Roanoke Times Copyright (c) 1995, Landmark Communications, Inc. DATE: SUNDAY, March 25, 1990 TAG: 9003242271 SECTION: SPORTS PAGE: B1 EDITION: METRO SOURCE: Bill Brill DATELINE: EAST RUTHERFORD, N.J. LENGTH: Medium
If you want to get picky, maybe "The Shot 3" for those who recall Michael Jordan's jumper that won the NCAA Tournament for North Carolina, or Keith Smart's leaper from virtually the same spot as Jordan's that made Indiana a champion in '87.
But neither of those can approach the drama, or controversy, that surrounded the goal that Tate George made for Connecticut on Thursday to rescue the Huskies against Clemson, 71-70, in the NCAA East semifinals.
Without an NBA clock, which shows tenths of seconds, there is no way Connecticut could win.
Even Hank Nichols, supervisor of NCAA officials, agrees.
"With an old-style clock, which would have showed one second left when the guy [Clemson's Sean Tyson] is shooting a free throw, the game probably ends when he misses," Nichols said.
Nobody would have envisioned a possibility to win.
In a college gym, or any arena where the NBA doesn't play, the clock would have read 0:01 when Tyson went to the line with Clemson ahead 70-69.
In that case, perhaps Tyson would have tried to miss intentionally. Almost certainly, Connecticut would have been instructed to heave the ball after the rebound, figuring there wouldn't be time left to get a timeout.
But when Tyson shot, the clock read 0:01.6. So the Huskies got the timeout with a full second left.

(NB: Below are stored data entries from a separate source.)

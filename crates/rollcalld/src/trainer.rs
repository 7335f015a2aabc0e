use rollcall_core::onnx::{OnnxEmbedder, OnnxFaceLocator};
use rollcall_core::{Config, EmbeddingExtractor, FaceError, FaceLocator};
use rollcall_store::enrollment::{retrain, EnrollError, EnrollReport, Enroller, TrainReport};
use rollcall_store::{Store, StoreError};
use serde::Serialize;
use std::path::PathBuf;
use thiserror::Error;
use tokio::sync::{mpsc, oneshot};

#[derive(Error, Debug)]
pub enum TrainerError {
    #[error("enrollment: {0}")]
    Enroll(#[from] EnrollError),
    #[error("store: {0}")]
    Store(#[from] StoreError),
    #[error("model: {0}")]
    Face(#[from] FaceError),
    #[error("failed to spawn trainer thread: {0}")]
    Spawn(std::io::Error),
    #[error("trainer thread exited")]
    ChannelClosed,
}

/// Result of an enroll request: the fresh embeddings and the retrain that
/// followed them.
#[derive(Debug, Serialize)]
pub struct EnrollAndTrain {
    pub enrollment: EnrollReport,
    pub training: TrainReport,
}

/// Messages sent from D-Bus handlers to the trainer thread.
enum TrainerRequest {
    Enroll {
        student_id: i64,
        reply: oneshot::Sender<Result<EnrollAndTrain, TrainerError>>,
    },
    Retrain {
        reply: oneshot::Sender<Result<TrainReport, TrainerError>>,
    },
}

/// Clone-safe handle to the trainer thread.
#[derive(Clone)]
pub struct TrainerHandle {
    tx: mpsc::Sender<TrainerRequest>,
}

impl TrainerHandle {
    /// Re-embed the student's image folder, then rebuild the classifier.
    pub async fn enroll(&self, student_id: i64) -> Result<EnrollAndTrain, TrainerError> {
        let (reply_tx, reply_rx) = oneshot::channel();
        self.tx
            .send(TrainerRequest::Enroll {
                student_id,
                reply: reply_tx,
            })
            .await
            .map_err(|_| TrainerError::ChannelClosed)?;
        reply_rx.await.map_err(|_| TrainerError::ChannelClosed)?
    }

    /// Rebuild the classifier from every stored embedding.
    pub async fn retrain(&self) -> Result<TrainReport, TrainerError> {
        let (reply_tx, reply_rx) = oneshot::channel();
        self.tx
            .send(TrainerRequest::Retrain { reply: reply_tx })
            .await
            .map_err(|_| TrainerError::ChannelClosed)?;
        reply_rx.await.map_err(|_| TrainerError::ChannelClosed)?
    }
}

/// Where the trainer reads and writes.
pub struct TrainerPaths {
    pub embedding_dir: PathBuf,
    pub classifier_dir: PathBuf,
    pub knn_k: usize,
}

impl TrainerPaths {
    pub fn from_config(config: &Config) -> Self {
        Self {
            embedding_dir: config.embedding_dir(),
            classifier_dir: config.classifier_dir(),
            knn_k: config.knn_k,
        }
    }
}

/// Open the database and load both models, then start the trainer thread.
/// Fails fast if any of them is unavailable.
pub fn spawn_trainer(config: &Config) -> Result<TrainerHandle, TrainerError> {
    let store = Store::open(config.db_path())?;
    let locator = OnnxFaceLocator::load(&config.detector_model_path(), config.detection_threshold)?;
    tracing::info!(path = %config.detector_model_path().display(), "face locator loaded");
    let extractor = OnnxEmbedder::load(&config.embedder_model_path())?;
    tracing::info!(path = %config.embedder_model_path().display(), "embedding extractor loaded");

    spawn_with(store, locator, extractor, TrainerPaths::from_config(config))
}

/// Run the request loop over the given store and models.
pub fn spawn_with<L, E>(
    store: Store,
    mut locator: L,
    mut extractor: E,
    paths: TrainerPaths,
) -> Result<TrainerHandle, TrainerError>
where
    L: FaceLocator + Send + 'static,
    E: EmbeddingExtractor + Send + 'static,
{
    let (tx, mut rx) = mpsc::channel::<TrainerRequest>(8);

    std::thread::Builder::new()
        .name("rollcall-trainer".into())
        .spawn(move || {
            tracing::info!("trainer thread started");
            while let Some(req) = rx.blocking_recv() {
                match req {
                    TrainerRequest::Enroll { student_id, reply } => {
                        let result =
                            run_enroll(&store, &mut locator, &mut extractor, &paths, student_id);
                        if let Err(e) = &result {
                            tracing::warn!(student_id, error = %e, "enroll request failed");
                        }
                        let _ = reply.send(result);
                    }
                    TrainerRequest::Retrain { reply } => {
                        let result = retrain(&store, &paths.classifier_dir, paths.knn_k)
                            .map_err(TrainerError::from);
                        if let Err(e) = &result {
                            tracing::warn!(error = %e, "retrain request failed");
                        }
                        let _ = reply.send(result);
                    }
                }
            }
            tracing::info!("trainer thread exiting");
        })
        .map_err(TrainerError::Spawn)?;

    Ok(TrainerHandle { tx })
}

fn run_enroll<L: FaceLocator, E: EmbeddingExtractor>(
    store: &Store,
    locator: &mut L,
    extractor: &mut E,
    paths: &TrainerPaths,
    student_id: i64,
) -> Result<EnrollAndTrain, TrainerError> {
    let student = store.get_student(student_id)?;
    let enrollment =
        Enroller::new(store, locator, extractor, &paths.embedding_dir).reenroll(&student)?;
    let training = retrain(store, &paths.classifier_dir, paths.knn_k)?;
    Ok(EnrollAndTrain {
        enrollment,
        training,
    })
}

#[cfg(test)]
mod tests {
    use super::*;
    use image::{Rgb, RgbImage};
    use rollcall_core::classifier::{ClassifierError, ClassifierStore};
    use rollcall_core::{BoundingBox, Embedding, FaceRegion};
    use rollcall_store::NewStudent;

    struct WholeFrameLocator;

    impl FaceLocator for WholeFrameLocator {
        fn locate(&mut self, frame: &RgbImage) -> Result<Option<FaceRegion>, FaceError> {
            Ok(Some(FaceRegion {
                bbox: BoundingBox {
                    x: 0.0,
                    y: 0.0,
                    width: frame.width() as f32,
                    height: frame.height() as f32,
                    confidence: 0.9,
                },
                crop: frame.clone(),
            }))
        }
    }

    struct PixelExtractor;

    impl EmbeddingExtractor for PixelExtractor {
        fn embed(&mut self, face: &RgbImage) -> Result<Embedding, FaceError> {
            let [r, g, b] = face.get_pixel(0, 0).0;
            Ok(Embedding::new(vec![r as f32, g as f32, b as f32]))
        }
    }

    fn setup(dir: &std::path::Path) -> (TrainerHandle, i64) {
        let folder = dir.join("images").join("Divy Tank");
        std::fs::create_dir_all(&folder).unwrap();
        RgbImage::from_pixel(4, 4, Rgb([200, 20, 20]))
            .save(folder.join("a.png"))
            .unwrap();

        let db = dir.join("attendance.db");
        let store = Store::open(&db).unwrap();
        let student = store
            .add_student(&NewStudent {
                full_name: "Divy Tank".into(),
                roll_no: "1".into(),
                mobile: None,
                email: None,
                image_folder: folder,
            })
            .unwrap();

        let paths = TrainerPaths {
            embedding_dir: dir.join("embeddings"),
            classifier_dir: dir.join("classifier"),
            knn_k: 3,
        };
        let handle = spawn_with(store, WholeFrameLocator, PixelExtractor, paths).unwrap();
        (handle, student.id)
    }

    #[tokio::test]
    async fn test_retrain_with_no_embeddings_reports_failure() {
        let dir = tempfile::tempdir().unwrap();
        let (handle, _) = setup(dir.path());
        let err = handle.retrain().await.unwrap_err();
        assert!(matches!(
            err,
            TrainerError::Enroll(EnrollError::Classifier(ClassifierError::EmptyTrainingSet))
        ));
    }

    #[tokio::test]
    async fn test_enroll_then_retrain() {
        let dir = tempfile::tempdir().unwrap();
        let (handle, id) = setup(dir.path());

        let outcome = handle.enroll(id).await.unwrap();
        assert_eq!(outcome.enrollment.saved, ["divy_tank_1.json"]);
        assert_eq!(outcome.training.labels, ["divy_tank"]);
        assert!(ClassifierStore::exists(&dir.path().join("classifier")));

        // Enrolling again replaces rather than duplicates.
        let again = handle.enroll(id).await.unwrap();
        assert_eq!(again.training.samples, 1);

        let report = handle.clone().retrain().await.unwrap();
        assert_eq!(report.samples, 1);
    }

    #[tokio::test]
    async fn test_enroll_unknown_student() {
        let dir = tempfile::tempdir().unwrap();
        let (handle, _) = setup(dir.path());
        let err = handle.enroll(999).await.unwrap_err();
        assert!(matches!(
            err,
            TrainerError::Store(StoreError::StudentNotFound(999))
        ));
    }
}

"That gave us a psychological advantage," said Connecticut coach Jim Calhoun on Friday. "I knew we had a full tick left in this case. That was important, really important."
The human factor.
"The clock operator doesn't start the clock until the ball hits the player's hands," Nichols said. "That takes a fraction of a second."

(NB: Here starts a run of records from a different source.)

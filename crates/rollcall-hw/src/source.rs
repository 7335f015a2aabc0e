//! Sequential frame sources consumed by the capture loop.

use crate::camera::{Camera, CameraError, VideoStream};
use crate::frame::FrameError;
use image::RgbImage;
use std::collections::VecDeque;
use std::path::{Path, PathBuf};

const IMAGE_EXTENSIONS: [&str; 3] = ["jpg", "jpeg", "png"];

/// A source of raw color frames, read one at a time.
pub trait FrameSource {
    /// The next frame, or `Ok(None)` once the source is exhausted.
    ///
    /// An error means the source is unusable; callers end their loop.
    fn next_frame(&mut self) -> Result<Option<RgbImage>, CameraError>;
}

/// A capture device read through a long-lived stream.
pub trait StreamingDevice {
    type Stream;

    fn start_stream(&self) -> Result<Self::Stream, CameraError>;
    fn read_frame(&self, stream: &mut Self::Stream) -> Result<RgbImage, CameraError>;
}

impl StreamingDevice for Camera {
    type Stream = VideoStream;

    fn start_stream(&self) -> Result<VideoStream, CameraError> {
        Camera::start_stream(self)
    }

    fn read_frame(&self, stream: &mut VideoStream) -> Result<RgbImage, CameraError> {
        Camera::read_frame(self, stream)
    }
}

/// Live camera. The stream starts on the first read and stays open for the
/// rest of the session; a failed read drops it so the next read restarts.
pub struct CameraSource<D: StreamingDevice = Camera> {
    device: D,
    stream: Option<D::Stream>,
}

impl CameraSource<Camera> {
    pub fn open(device_path: &str, width: u32, height: u32) -> Result<Self, CameraError> {
        Ok(Self::new(Camera::open(device_path, width, height)?))
    }
}

impl<D: StreamingDevice> CameraSource<D> {
    pub fn new(device: D) -> Self {
        Self {
            device,
            stream: None,
        }
    }

    pub fn device(&self) -> &D {
        &self.device
    }
}

impl<D: StreamingDevice> FrameSource for CameraSource<D> {
    fn next_frame(&mut self) -> Result<Option<RgbImage>, CameraError> {
        let mut stream = match self.stream.take() {
            Some(stream) => stream,
            None => self.device.start_stream()?,
        };
        let frame = self.device.read_frame(&mut stream)?;
        self.stream = Some(stream);
        Ok(Some(frame))
    }
}

/// Replays image files in file-name order, then ends.
pub struct ImageFolderSource {
    pending: VecDeque<PathBuf>,
}

impl ImageFolderSource {
    pub fn open(dir: &Path) -> Result<Self, CameraError> {
        if !dir.is_dir() {
            return Err(CameraError::DeviceNotFound(dir.display().to_string()));
        }
        Ok(Self::from_paths(list_images(dir)?))
    }

    pub fn from_paths(paths: Vec<PathBuf>) -> Self {
        Self {
            pending: paths.into(),
        }
    }

    pub fn remaining(&self) -> usize {
        self.pending.len()
    }
}

impl FrameSource for ImageFolderSource {
    fn next_frame(&mut self) -> Result<Option<RgbImage>, CameraError> {
        let Some(path) = self.pending.pop_front() else {
            return Ok(None);
        };
        tracing::debug!(path = %path.display(), "replaying frame");
        let image = image::open(&path).map_err(FrameError::from)?;
        Ok(Some(image.to_rgb8()))
    }
}

/// Whether the path has a `.jpg`, `.jpeg` or `.png` extension (any case).
pub fn is_image_file(path: &Path) -> bool {
    path.extension()
        .and_then(|e| e.to_str())
        .map(|e| IMAGE_EXTENSIONS.iter().any(|x| x.eq_ignore_ascii_case(e)))
        .unwrap_or(false)
}

/// Image files directly inside `dir`, sorted by path.
pub fn list_images(dir: &Path) -> std::io::Result<Vec<PathBuf>> {
    let mut paths = Vec::new();
    for entry in std::fs::read_dir(dir)? {
        let path = entry?.path();
        if path.is_file() && is_image_file(&path) {
            paths.push(path);
        }
    }
    paths.sort();
    Ok(paths)
}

Which is all George needed. He caught the ball in the air, came down, turned around and got off a smooth shot.
Impossible in one second? Of course. But factor in the human element, the pause until the clock operator sees the ball hit in George's hand. He can't push the button too early. Otherwise, the horn goes off before the ball is touched and the operator looks stupid.
"You can't eliminate the human element," Nichols said.

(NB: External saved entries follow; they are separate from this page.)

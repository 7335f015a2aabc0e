//! rollcall-store: SQLite-backed student registry and attendance ledger.
//!
//! One row per (student, date) in the ledger, enforced by a unique index;
//! every write is a single-row statement. The enrollment pipeline lives here
//! too since it persists embedding records and retrains from the full set.

pub mod db;
pub mod enrollment;
pub mod export;
pub mod ledger;
pub mod models;
pub mod students;

pub use db::{Store, StoreError};
pub use enrollment::{retrain, EnrollError, EnrollReport, Enroller, TrainReport};
pub use export::{MonthlyReport, Sheet};
pub use models::{
    AttendanceRecord, AttendanceSource, AttendanceStatus, DayRecord, DaySummary,
    EmbeddingRecord, MarkOutcome, MonthSummary, NewStudent, RosterEntry, Student,
    StudentMonth, StudentOrder, StudentUpdate,
};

Under the stands in the Duke locker room, coach Mike Krzyzewski came in after watching the overhead television and told his anxious team, "Clemson won."
Coach K, who had been waiting for the first game to end, had been advising his team on its progess and startled his players with that announcement, because in his other trips to the dressing quarters, he had said Connecticut was ahead.
But when Connecticut missed and Tyson was fouled with less than two seconds to play, Krzyzewski was certain that Clemson had pulled off the upset.
"I was standing there by myself," said center Alaa Abdelnaby. "I thought, `OK, Clemson has won, and now we've got to win so we can get another shot at them.'
"Then I heard this rumbling in the stands. Honestly, I thought somebody had fallen from the upper deck. I stuck my head out in the hall, thinking I'd see rescue people rushing out with stretchers, and here comes Coach K.
"He said, `I can't believe they let them get that last shot.' "
Said Krzyzewski, "I felt two extremes of emotion. I felt for both teams. It was a tremendous way to win, and the worst way to lose.
"Absolutely the worst."
Scott Burrell is a superb athlete. A 19-year-old freshman from Hamden, Conn., he was a first-round draft pick of the Seattle Mariners last June. He's a 6-foot-5 pitcher with a 90 mph fast ball who also once hit seven home runs in four games.
He would have signed a baseball contract, but the Mariners, notoriously tight with the big bucks, "didn't offer me enough money," he said. "They just thought I'd sign for anything."
Seattle's loss was Connecticut's gain.
Oh, yes, Burrell also was a star quarterback in high school.
He threw the pass that George caught to make "The Shot."
Clemson defensed it wrong. The Tigers had 6-foot-10 Elden Campbell playing in front of Burrell, "but he covered me to the left. I could see the opening all the way."
Burrell, who had to remain stationary because the Connecticut timeout didn't come after a score, agreed if Campbell had cheated hard to Scott's right hand, "I don't think I could have made that pass. It certainly would have been much harder."
Calhoun, using the football-baseball analogy to the extreme, called it "a fly pattern, a home-run play."
Clemson called it a killer.
Certainly, it was something for the history books.